# Dez Bryant



## chrishydro (Jul 17, 2012)

Only thing I have to say is LOL


----------



## futureprospects (Jul 17, 2012)

that sucks for him i was taught never to slap ur momma guess he didn't get that message


----------



## futureprospects (Jul 17, 2012)

fuck the cowboys and tony homo


----------



## chrishydro (Jul 17, 2012)

Yes never slap you moma. What an idiot, here in Texas the Judges take no shit, no doubt Dez will do some type of time even if weekends or weekdays but they wont let him off the hook in Texas. And for the record if you slap your moma you need to be locked the heck up. lol Crazy stuff, and fyi, that is Dallas County that jail is a sewer, been there done that. The entire place is a damm toilet bowl and nobody likes the woman beaters.


----------



## chrishydro (Jul 17, 2012)

I mean who takes their hat off and slaps their mother with it. What an idiot.


----------



## chrishydro (Jul 17, 2012)

futureprospects said:


> fuck the cowboys and tony homo


Homo is not the problem, Jason is, he has been calling the plays for years. Jason screwed up the Jets game, homo cant throw into a zone inside the 20, Jason screwed up the kicker by calling time out, Jason let the Pats get 8 first downs in 9 plays without calling a time out, he had two left, so add those three wins and the end of the season the Giants game means nothing. 

Jason is the issue not the players.


----------



## chrishydro (Jul 17, 2012)

I have never missed a game and promise to booo this guy every time he takes the field.


----------



## SOMEBEECH (Jul 17, 2012)

I live outside Dallas in the burbs and bet he gets probation and community service.Also the only person i know of thats gottten banned from a mall and cant go back for saggin is pants.Awesome talent and another pro athlete with simply no Brains.He will be another nightclub story before long.


----------



## SOMEBEECH (Jul 17, 2012)

Homo, lol he married Cindy Crawfords daughter haters gonna hate.


----------



## ...... (Jul 18, 2012)

Was his mom really a prostitute lol?

Really though I don't know whats up with him,he has it all but he still wants to act like a little kid.I think he's overrated by cowboys fans anyway.


----------



## kelly4 (Jul 18, 2012)

...... said:


> Was his mom really a prostitute lol?
> 
> Really though I don't know whats up with him,he has it all but he still wants to act like a little kid.I think he's overrated by cowboys fans anyway.


Don't know about being a prostitute, but she* is *a crackhead.
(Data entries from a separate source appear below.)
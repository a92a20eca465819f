//! CLI argument definitions and shared statics.

use clap::{ArgAction, Parser, Subcommand};
use std::path::PathBuf;
use std::sync::OnceLock;

/// Whether the user asked for JSON output (controls structured error output).
pub static JSON_MODE: OnceLock<bool> = OnceLock::new();

#[derive(Parser, Debug)]
#[command(name = "cruise", version, about = "Cruise control supervisor")]
pub struct Cli {
    /// Path to config TOML (typed)
    #[arg(long, value_name = "FILE", default_value = "etc/cruise.toml")]
    pub config: PathBuf,

    /// Log and report as JSON lines instead of pretty text
    #[arg(long, action = ArgAction::SetTrue)]
    pub json: bool,

    /// Console log level (error|warn|info|debug|trace)
    #[arg(long = "log-level", value_name = "LEVEL", default_value = "info")]
    pub log_level: String,

    /// Command to execute
    #[command(subcommand)]
    pub cmd: Commands,
}

/// Starting readings for the simulated vehicle (ignored with real hardware).
#[derive(clap::Args, Debug, Clone, Copy)]
pub struct SimArgs {
    /// Simulated road speed
    #[arg(long, value_name = "SPEED", default_value_t = 60)]
    pub sim_speed: i32,
    /// Simulated engine speed
    #[arg(long, value_name = "RPM", default_value_t = 1800)]
    pub sim_rpm: i32,
    /// Simulated ethanol fuel percentage
    #[arg(long, value_name = "PCT", default_value_t = 10)]
    pub sim_fuel: i32,
}

#[derive(Subcommand, Debug)]
pub enum Commands {
    /// Run the supervisor loop; serial commands (s=, r=, p=, d=) are read from stdin
    Run {
        /// Stop after this many milliseconds (runs until Ctrl-C when unset)
        #[arg(long, value_name = "MS")]
        max_run_ms: Option<u64>,
        #[command(flatten)]
        sim: SimArgs,
    },
    /// Read every sensor once and park the actuator
    SelfCheck {
        #[command(flatten)]
        sim: SimArgs,
    },
    /// Validate the configuration without touching hardware
    Health,
}
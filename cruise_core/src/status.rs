//! Read-only views produced by the supervisor tick.

use crate::actuation::ActuatorState;
use crate::error::FaultReason;
use crate::types::{ControlIntent, ControlMode, VehicleState};

/// Point-in-time view for status reporting. Building one mutates nothing.
#[derive(Debug, Clone, PartialEq, Eq)]
pub struct StatusSnapshot {
    pub uptime_ms: u64,
    pub mode: ControlMode,
    pub target: i32,
    pub vehicle: VehicleState,
    pub actuator: ActuatorState,
    /// A set/resume is waiting for the throttle.
    pub activation_pending: bool,
}

/// Result of one supervisor tick.
#[derive(Debug, Clone)]
pub struct TickReport {
    pub intent: ControlIntent,
    /// Faults raised during this tick, in the order they occurred.
    pub faults: Vec<FaultReason>,
    /// Present when the status task was due.
    pub status: Option<StatusSnapshot>,
    /// The actuation engine was evaluated this tick.
    pub actuated: bool,
}
use std::time::{Duration, Instant};

use crate::error::{HwError, Result};

/// Call `poll` until it yields a value or `timeout` expires.
///
/// Errors from `poll` abort immediately. Sleeps `poll_interval` between
/// attempts so a slow adapter does not spin the CPU.
pub fn poll_until<T>(
    mut poll: impl FnMut() -> Result<Option<T>>,
    timeout: Duration,
    poll_interval: Duration,
) -> Result<T> {
    let deadline = Instant::now() + timeout;
    loop {
        if let Some(v) = poll()? {
            return Ok(v);
        }
        if Instant::now() >= deadline {
            return Err(HwError::Timeout);
        }
        std::thread::sleep(poll_interval);
    }
}
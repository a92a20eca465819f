use std::thread;
use std::time::{Duration, Instant};

/// Monotonic time source for the supervisor's scheduler and hold timers.
///
/// The control loop never reads wall-clock time directly; everything goes
/// through this trait so tests can drive time by hand.
pub trait Clock {
    fn now(&self) -> Instant;
    fn sleep(&self, d: Duration);

    /// Milliseconds elapsed since `epoch`, saturating at 0 on underflow.
    fn ms_since(&self, epoch: Instant) -> u64 {
        let dur = self.now().saturating_duration_since(epoch);
        u64::try_from(dur.as_millis()).unwrap_or(u64::MAX)
    }
}

/// Real-time clock backed by `std::time::Instant`.
#[derive(Debug, Default, Clone, Copy)]
pub struct MonotonicClock;

impl MonotonicClock {
    #[inline]
    pub fn new() -> Self {
        Self
    }
}

impl Clock for MonotonicClock {
    #[inline]
    fn now(&self) -> Instant {
        Instant::now()
    }

    #[inline]
    fn sleep(&self, d: Duration) {
        if d.is_zero() {
            return;
        }
        thread::sleep(d);
    }
}

#[cfg(any(test, feature = "test-util"))]
pub mod test_clock {
    use super::*;
    use std::sync::{Arc, Mutex};

    /// Deterministic clock whose time only moves when told to.
    ///
    /// Clones share the same timeline, so a test can keep one handle and give
    /// another to the supervisor. `sleep(d)` advances time by `d` instantly.
    #[derive(Debug, Clone)]
    pub struct TestClock {
        origin: Instant,
        offset: Arc<Mutex<Duration>>,
    }

    impl Default for TestClock {
        fn default() -> Self {
            Self::new()
        }
    }

    impl TestClock {
        pub fn new() -> Self {
            Self {
                origin: Instant::now(),
                offset: Arc::new(Mutex::new(Duration::ZERO)),
            }
        }

        /// Advance the clock by the given duration.
        pub fn advance(&self, d: Duration) {
            if let Ok(mut off) = self.offset.lock() {
                *off = off.saturating_add(d);
            }
        }

        /// Shorthand for `advance(Duration::from_millis(ms))`.
        pub fn advance_ms(&self, ms: u64) {
            self.advance(Duration::from_millis(ms));
        }

        /// Total time advanced since construction.
        pub fn elapsed(&self) -> Duration {
            self.offset.lock().map(|g| *g).unwrap_or(Duration::ZERO)
        }
    }

    impl Clock for TestClock {
        fn now(&self) -> Instant {
            self.origin + self.elapsed()
        }

        fn sleep(&self, d: Duration) {
            self.advance(d);
        }
    }
}
//! Throttle-release wait guarding set/resume.
//!
//! Activation must not fight a driver who is still on the throttle. A
//! pending activation suspends normal scheduling until the throttle reads
//! released, the brake is pressed or the deadline passes.

use crate::types::{Pedal, PedalState};

#[derive(Debug, Clone, Copy, PartialEq, Eq)]
pub enum ActivationKind {
    /// Button A: latch the current speed.
    Set,
    /// Button C: reuse the stored target.
    Resume,
}

#[derive(Debug, Clone, Copy, PartialEq, Eq)]
pub struct ActivationRequest {
    pub kind: ActivationKind,
    pub target: i32,
}

#[derive(Debug, Clone, Copy, PartialEq, Eq)]
pub enum WaitOutcome {
    Pending,
    Released,
    TimedOut,
    Cancelled(Pedal),
}

#[derive(Debug, Clone, Copy, PartialEq, Eq)]
pub struct PendingActivation {
    pub request: ActivationRequest,
    pub started_ms: u64,
    pub deadline_ms: u64,
}

impl PendingActivation {
    pub fn start(request: ActivationRequest, now_ms: u64, timeout_ms: u64) -> Self {
        Self {
            request,
            started_ms: now_ms,
            deadline_ms: now_ms.saturating_add(timeout_ms),
        }
    }

    /// Check the pedals once. Brake wins over a released throttle.
    pub fn poll(&self, brake: PedalState, throttle: PedalState, now_ms: u64) -> WaitOutcome {
        if brake.is_pressed() {
            WaitOutcome::Cancelled(Pedal::Brake)
        } else if !throttle.is_pressed() {
            WaitOutcome::Released
        } else if now_ms >= self.deadline_ms {
            WaitOutcome::TimedOut
        } else {
            WaitOutcome::Pending
        }
    }

    pub fn waited_ms(&self, now_ms: u64) -> u64 {
        now_ms.saturating_sub(self.started_ms)
    }
}

#[cfg(test)]
mod tests {
    use super::*;
    use rstest::rstest;

    fn pending() -> PendingActivation {
        PendingActivation::start(
            ActivationRequest {
                kind: ActivationKind::Set,
                target: 60,
            },
            1_000,
            5_000,
        )
    }

    #[rstest]
    #[case(PedalState::Released, PedalState::Released, 1_000, WaitOutcome::Released)]
    #[case(PedalState::Released, PedalState::Pressed, 5_999, WaitOutcome::Pending)]
    #[case(PedalState::Released, PedalState::Pressed, 6_000, WaitOutcome::TimedOut)]
    #[case(PedalState::Released, PedalState::Released, 9_000, WaitOutcome::Released)]
    #[case(PedalState::Pressed, PedalState::Released, 1_100, WaitOutcome::Cancelled(Pedal::Brake))]
    #[case(PedalState::Pressed, PedalState::Pressed, 7_000, WaitOutcome::Cancelled(Pedal::Brake))]
    fn outcomes(
        #[case] brake: PedalState,
        #[case] throttle: PedalState,
        #[case] now: u64,
        #[case] want: WaitOutcome,
    ) {
        assert_eq!(pending().poll(brake, throttle, now), want);
    }

    #[test]
    fn deadline_saturates() {
        let p = PendingActivation::start(
            ActivationRequest {
                kind: ActivationKind::Resume,
                target: 1,
            },
            u64::MAX - 10,
            5_000,
        );
        assert_eq!(p.deadline_ms, u64::MAX);
        assert_eq!(p.waited_ms(u64::MAX - 4), 6);
    }
}
//! Shared test rig: a supervisor wired to simulated devices and a hand-driven clock.
#![allow(dead_code)]

use std::cell::RefCell;
use std::rc::Rc;

use cruise_core::mocks::QueuedCommands;
use cruise_core::{ButtonId, ControlMode, FaultReason, Supervisor, TickReport};
use cruise_hardware::{
    ServoTrace, SimInputsHandle, SimVehicleHandle, SimulatedBuzzer, SimulatedInputs,
    SimulatedServo, SimulatedVehicle,
};
use cruise_traits::clock::test_clock::TestClock;
use cruise_traits::{Cue, InputLine};

pub const LOOP_MS: u64 = 10;

pub struct Rig {
    pub sup: Supervisor,
    pub clock: TestClock,
    pub vehicle: SimVehicleHandle,
    pub inputs: SimInputsHandle,
    pub servo: Rc<RefCell<ServoTrace>>,
    pub cues: Rc<RefCell<Vec<Cue>>>,
    pub commands: Rc<RefCell<std::collections::VecDeque<String>>>,
}

impl Rig {
    pub fn new(speed: i32) -> Self {
        Self::with(speed, |b| b)
    }

    /// Build with extra builder tweaks applied before `build()`.
    pub fn with<F>(speed: i32, tweak: F) -> Self
    where
        F: FnOnce(
            cruise_core::SupervisorBuilder<cruise_core::Set, cruise_core::Set, cruise_core::Set>,
        ) -> cruise_core::SupervisorBuilder<
            cruise_core::Set,
            cruise_core::Set,
            cruise_core::Set,
        >,
    {
        let clock = TestClock::new();
        let vehicle = SimulatedVehicle::new(speed, 1800, 10);
        let inputs = SimulatedInputs::new();
        let servo = SimulatedServo::new();
        let buzzer = SimulatedBuzzer::new();
        let commands = QueuedCommands::new();

        let rig_vehicle = vehicle.handle();
        let rig_inputs = inputs.handle();
        let rig_servo = servo.trace();
        let rig_cues = buzzer.cues();
        let rig_commands = commands.handle();

        let builder = Supervisor::builder()
            .with_sensors(vehicle)
            .with_actuator(servo)
            .with_inputs(inputs)
            .with_commands(commands)
            .with_annunciator(buzzer)
            .with_clock(Box::new(clock.clone()));
        let mut sup = tweak(builder).build().unwrap();
        sup.begin().unwrap();

        Self {
            sup,
            clock,
            vehicle: rig_vehicle,
            inputs: rig_inputs,
            servo: rig_servo,
            cues: rig_cues,
            commands: rig_commands,
        }
    }

    /// Tick once.
    pub fn tick(&mut self) -> TickReport {
        let r = self.sup.tick().unwrap();
        self.clock.advance_ms(LOOP_MS);
        r
    }

    /// Tick every loop period for `ms` milliseconds.
    pub fn step(&mut self, ms: u64) -> Vec<TickReport> {
        (0..ms / LOOP_MS).map(|_| self.tick()).collect()
    }

    /// Faults raised over `ms` milliseconds.
    pub fn step_faults(&mut self, ms: u64) -> Vec<FaultReason> {
        self.step(ms).into_iter().flat_map(|r| r.faults).collect()
    }

    pub fn press(&self, id: ButtonId) {
        self.inputs.set_low(id.line());
        self.inputs.set_low(InputLine::AnyButton);
    }

    pub fn release(&self, id: ButtonId) {
        self.inputs.set_high(id.line());
        self.inputs.set_high(InputLine::AnyButton);
    }

    pub fn send(&self, line: &str) {
        self.commands.borrow_mut().push_back(line.to_string());
    }

    pub fn mode(&self) -> ControlMode {
        self.sup.intent().mode
    }

    pub fn target(&self) -> i32 {
        self.sup.intent().target
    }

    pub fn cue_count(&self, cue: Cue) -> usize {
        self.cues.borrow().iter().filter(|&&c| c == cue).count()
    }

    /// Hold a button long enough for its threshold, then release it.
    pub fn hold(&mut self, id: ButtonId, ms: u64) {
        self.press(id);
        self.step(ms);
        self.release(id);
        self.step(LOOP_MS);
    }

    /// Engage speed hold at `target` through the serial channel.
    pub fn engage(&mut self, target: i32) {
        self.send(&format!("s={target}"));
        self.step(LOOP_MS);
        assert_eq!(self.mode(), ControlMode::SpeedHold);
    }
}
LOL!


----------



## futureprospects (Jul 18, 2012)

she is a crack head and prob was thinking dez was trying to steal her drugs


----------



## chrishydro (Jul 18, 2012)

futureprospects said:


> she is a crack head and prob was thinking dez was trying to steal her drugs


Crack Head, Prostitute, no matter. He ripped her shirt off and slaped the shit out of her with his hat.
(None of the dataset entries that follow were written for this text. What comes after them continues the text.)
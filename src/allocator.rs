use core::alloc::Layout;
use core::ptr::NonNull;

use crate::error::AllocError;

/// A pluggable source of raw memory.
///
/// Every container in this crate takes its memory from a `RawAllocator`
/// supplied at construction time. The implementor's `&self` plays the role of
/// the opaque user context: an arena, a counter, a pool handle, or nothing at
/// all for [`Heap`].
///
/// # Safety
///
/// Implementors must return pointers that are valid for reads and writes of
/// `layout.size()` bytes, aligned to `layout.align()`, and that stay valid
/// until passed back to [`free`](RawAllocator::free) or
/// [`reallocate`](RawAllocator::reallocate) on the same allocator.
pub unsafe trait RawAllocator {
    /// Allocates a block of memory described by `layout`.
    fn allocate(&self, layout: Layout) -> Result<NonNull<u8>, AllocError>;

    /// Releases a block previously returned by this allocator.
    ///
    /// # Safety
    ///
    /// `ptr` must have been returned by this allocator with the same
    /// `layout` and must not be used afterwards.
    unsafe fn free(&self, ptr: NonNull<u8>, layout: Layout);

    /// Resizes a block, preserving the first `min(layout.size(), new_size)`
    /// bytes. On failure the original block is left untouched.
    ///
    /// # Safety
    ///
    /// `ptr` must have been returned by this allocator with the same
    /// `layout`. On success, `ptr` must no longer be used.
    unsafe fn reallocate(
        &self,
        ptr: NonNull<u8>,
        layout: Layout,
        new_size: usize,
    ) -> Result<NonNull<u8>, AllocError> {
        let new_layout =
            Layout::from_size_align(new_size, layout.align()).map_err(|_| AllocError)?;
        let new_ptr = self.allocate(new_layout)?;

        // SAFETY: Both blocks are valid for the copied length and belong to
        // distinct allocations.
        unsafe {
            core::ptr::copy_nonoverlapping(
                ptr.as_ptr(),
                new_ptr.as_ptr(),
                layout.size().min(new_size),
            );
            self.free(ptr, layout);
        }

        Ok(new_ptr)
    }
}

// SAFETY: Forwards to the referenced allocator, which upholds the contract.
unsafe impl<A: RawAllocator + ?Sized> RawAllocator for &A {
    #[inline]
    fn allocate(&self, layout: Layout) -> Result<NonNull<u8>, AllocError> {
        (**self).allocate(layout)
    }

    #[inline]
    unsafe fn free(&self, ptr: NonNull<u8>, layout: Layout) {
        // SAFETY: Caller upholds the contract of `free`.
        unsafe { (**self).free(ptr, layout) }
    }

    #[inline]
    unsafe fn reallocate(
        &self,
        ptr: NonNull<u8>,
        layout: Layout,
        new_size: usize,
    ) -> Result<NonNull<u8>, AllocError> {
        // SAFETY: Caller upholds the contract of `reallocate`.
        unsafe { (**self).reallocate(ptr, layout, new_size) }
    }
}

/// The default allocator, backed by the platform heap.
///
/// Zero-sized requests never reach the heap; they get a dangling pointer with
/// the requested alignment.
#[derive(Debug, Default, Clone, Copy, PartialEq, Eq)]
pub struct Heap;

#[inline(always)]
fn dangling(layout: Layout) -> NonNull<u8> {
    // SAFETY: Alignments are never zero.
    unsafe { NonNull::new_unchecked(core::ptr::without_provenance_mut(layout.align())) }
}

// SAFETY: All non-empty requests are served by the global allocator, which
// upholds the contract. Empty requests are never dereferenced.
unsafe impl RawAllocator for Heap {
    #[inline]
    fn allocate(&self, layout: Layout) -> Result<NonNull<u8>, AllocError> {
        if layout.size() == 0 {
            return Ok(dangling(layout));
        }

        // SAFETY: The layout has a non-zero size.
        NonNull::new(unsafe { alloc::alloc::alloc(layout) }).ok_or(AllocError)
    }

    #[inline]
    unsafe fn free(&self, ptr: NonNull<u8>, layout: Layout) {
        if layout.size() != 0 {
            // SAFETY: Caller guarantees `ptr` came from `allocate` with `layout`.
            unsafe { alloc::alloc::dealloc(ptr.as_ptr(), layout) }
        }
    }

    #[inline]
    unsafe fn reallocate(
        &self,
        ptr: NonNull<u8>,
        layout: Layout,
        new_size: usize,
    ) -> Result<NonNull<u8>, AllocError> {
        if layout.size() == 0 || new_size == 0 {
            let new_layout =
                Layout::from_size_align(new_size, layout.align()).map_err(|_| AllocError)?;
            let new_ptr = self.allocate(new_layout)?;
            // SAFETY: Caller guarantees `ptr` came from `allocate` with `layout`.
            unsafe { self.free(ptr, layout) };
            return Ok(new_ptr);
        }

        // SAFETY: Caller guarantees `ptr` came from `allocate` with `layout`,
        // and both sizes are non-zero.
        NonNull::new(unsafe { alloc::alloc::realloc(ptr.as_ptr(), layout, new_size) })
            .ok_or(AllocError)
    }
}
use core::alloc::Layout;

use thiserror::Error;

/// An allocator could not satisfy a request.
#[derive(Debug, Clone, Copy, PartialEq, Eq, Error)]
#[error("memory allocation failed")]
pub struct AllocError;

/// The error type for `try_*` methods that grow a container.
#[derive(Debug, Clone, PartialEq, Eq, Error)]
pub enum TryReserveError {
    /// The computed capacity exceeded what the container can represent.
    #[error("capacity overflow")]
    CapacityOverflow,

    /// The allocator returned an error for the given layout.
    #[error("memory allocation of {} bytes failed", layout.size())]
    AllocError {
        /// The layout of the allocation request that failed.
        layout: Layout,
    },
}

/// Unwraps the result of a fallible growth path the way the standard
/// collections do: overflow panics, allocator failure goes to
/// `handle_alloc_error`.
#[inline]
pub(crate) fn infallible<T>(result: Result<T, TryReserveError>) -> T {
    match result {
        Ok(value) => value,
        Err(TryReserveError::CapacityOverflow) => panic!("capacity overflow"),
        Err(TryReserveError::AllocError { layout }) => alloc::alloc::handle_alloc_error(layout),
    }
}
/// Allocates and initializes key and value arrays for `layout`: every key is
/// [`EMPTY_KEY`] and every value is zeroed.
///
/// Either both arrays are returned or neither stays allocated.
fn allocate_arrays<V, A: RawAllocator>(
    alloc: &A,
    layout: DataLayout,
) -> Result<(NonNull<u32>, NonNull<V>), TryReserveError> {
    let keys = alloc
        .allocate(layout.keys)
        .map_err(|_| TryReserveError::AllocError {
            layout: layout.keys,
        })?;

    let values = if layout.values.size() == 0 {
        NonNull::<V>::dangling()
    } else {
        match alloc.allocate(layout.values) {
            Ok(values) => values.cast(),
            Err(_) => {
                // SAFETY: `keys` was just allocated by `alloc` with this layout.
                unsafe { alloc.free(keys, layout.keys) };
                return Err(TryReserveError::AllocError {
                    layout: layout.values,
                });
            }
        }
    };

    // SAFETY: Both blocks are valid for their layout sizes. All-ones is
    // `EMPTY_KEY` in every key and zero bytes are a valid `V` for `Pod`.
    unsafe {
        core::ptr::write_bytes(keys.as_ptr(), 0xFF, layout.keys.size());
        core::ptr::write_bytes(values.as_ptr().cast::<u8>(), 0, layout.values.size());
    }

    Ok((keys.cast(), values))
}

/// Returns arrays obtained from [`allocate_arrays`] to `alloc`.
///
/// # Safety
///
/// `keys` and `values` must come from `allocate_arrays` with the same
/// allocator and `layout`, and must not be used afterwards.
unsafe fn free_arrays<V, A: RawAllocator>(
    alloc: &A,
    layout: DataLayout,
    keys: NonNull<u32>,
    values: NonNull<V>,
) {
    // SAFETY: Caller guarantees provenance and layouts.
    unsafe {
        alloc.free(keys.cast(), layout.keys);
        if layout.values.size() != 0 {
            alloc.free(values.cast(), layout.values);
        }
    }
}

/// A map from `u32` keys to fixed-size plain values.
///
/// Values must be [`Pod`]: the table copies them as bytes, zeroes vacated
/// slots, and never runs constructors or destructors. The value stride is
/// `size_of::<V>()`. Key [`EMPTY_KEY`] (`u32::MAX`) is reserved.
///
/// The table keeps `len() / capacity() <= load_factor()` by growing before an
/// insertion would break the bound. The load factor is below one, so at least
/// one slot is always empty. Capacity only grows; [`clear`] keeps the
/// allocation.
///
/// Memory comes from the [`RawAllocator`] given at construction. Growth
/// allocates both new arrays before touching the table, so a failed growth
/// leaves the table exactly as it was.
///
/// [`clear`]: HashTable::clear
///
/// ## Example
///
/// ```rust
/// use strided::HashTable;
///
/// let mut table: HashTable<[f32; 3]> = HashTable::with_capacity(0, 0.75);
/// table.insert(7, [1.0, 2.0, 3.0]);
/// *table.emplace(9) = [4.0, 5.0, 6.0];
///
/// assert_eq!(table.find(7), Some(&[1.0, 2.0, 3.0]));
/// assert_eq!(table.remove(9), Some([4.0, 5.0, 6.0]));
/// assert_eq!(table.find(9), None);
/// assert_eq!(table.len(), 1);
/// ```
pub struct HashTable<V, A: RawAllocator = Heap> {
    layout: DataLayout,
    keys: NonNull<u32>,
    values: NonNull<V>,

    capacity: u32,
    size: u32,
    probe_length: u32,
    load_factor: f32,

    alloc: A,
}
They will fry him in the media, and in court for this period. Not to mention that people like me, when going to games, will boooo the shit out of him. You just can not bitch slap your own mother.


----------



## futureprospects (Jul 18, 2012)

yea this is a media field day for them with a footbal player falling to his demise


----------



## ...... (Jul 18, 2012)

Yea they been eating this up all day on Total Access lol.You guys think he'll get suspended?
Dallas better get some depth at receiver cause if Dez keeps acting like this I doubt he lasts there.


----------



## ...... (Jul 18, 2012)

kelly4 said:


> Don't know about being a prostitute, but she* is *a crackhead. LOL!


so it's safe to assume at one time or another she sucked dick for money lol.

She could of deserved the smack to,what if he walked in on her hitting a crack pipe?If she's fucked up on the shit like that she'll say anything and now that she got money I really doubt she would stop using drugs.
I know I would snap the fuck out if I seen my mom smoking crack,wouldn't slap her but I'd be pissed and would have to hold back a lot of anger.


----------



## olylifter420 (Jul 18, 2012)

he gots millions. so I doubt he will do any time...

hey, you can take a nigga out da hood, but you cant take the hood out a niggah...

****i am not racist****


I just think some are reserved to say the word... its just a word people...


----------



## PeyoteReligion (Jul 18, 2012)

I love the nfl. But this off season has been outta control! 3 players arrested just this week. I'm pissed because one was Marshawn Lynch, he just fucked the hawks plan all up! Damnit! And why'd it have to be a DUI? You just got payed lynch, catch a fucking cab!


----------



## olylifter420 (Jul 18, 2012)

some pro athletes(nfl) are pretty dumb when it comes to making off field decisions. why is it that mainly black players are always in the news, and not the good news...?





PeyoteReligion said:


> I love the nfl. But this off season has been outta control! 3 players arrested just this week. I'm pissed because one was Marshawn Lynch, he just fucked the hawks plan all up! Damnit! And why'd it have to be a DUI? You just got payed lynch, catch a fucking cab!


----------



## PeyoteReligion (Jul 18, 2012)

Damn! http://www.washingtonpost.com/blogs/early-lead/post/nfl-arrests-minnesota-gov-compares-offseason-to-soldiers-returning-from-war/2012/07/18/gJQAOL77tW_blog.html

Over the few weeks several more NFL athletes joined a growing offseason arrest tally that has now eclipsed two dozen. The summer of 2012 is quickly becoming the most crime-filled in league history.


----------



## olylifter420 (Jul 18, 2012)

12/21/12012


----------



## Mindmelted (Jul 18, 2012)

Once a thug always a thug...


----------



## olylifter420 (Jul 18, 2012)

no, you got it wrong, 

once a niggah, always a niggah...

even the white tupacs go by that motto


----------



## onegreenday (Jul 18, 2012)

olylifter420 said:


> some pro athletes(nfl) are pretty dumb when it comes to making off field decisions. why is it that mainly black players are always in the news, and not the good news...?


It's called 'racial profiling'.......


----------



## chrishydro (Jul 18, 2012)

He has been a pain in the ass since he got here. No dif than Randy Moss, all the talent in the world and no common sense. Moss could have made Michael Jordan Money but could not keep his mouth shut or his pants on.


----------



## kelly4 (Jul 18, 2012)

chrishydro said:


> He has been a pain in the ass since he got here. No dif than Randy Moss, all the talent in the world and no common sense. Moss could have made Michael Jordan Money but could not keep his mouth shut or his pants on.


He liked running over meter maids too...


----------



## futureprospects (Jul 19, 2012)

once a criminal always a criminal he gonna get arressted again


----------



## ...... (Jul 25, 2012)

Dez shouldn't even be in the same sentence as Moss.
Randy will be in the Hall of Fame one day.


----------



## futureprospects (Jul 26, 2012)

yea u r right dez hasn't proved anything just he is a problem receiver


----------



## BeaverHuntr (Jul 27, 2012)

Dez has the talent to be a top WR in the NFL, it takes a while for most of these kids to grow up. Hopefully Dez understands that a career in the NFL aint long and he needs to grow up.


----------



## futureprospects (Jul 29, 2012)

i can't believe miles austin says dez is a professional


----------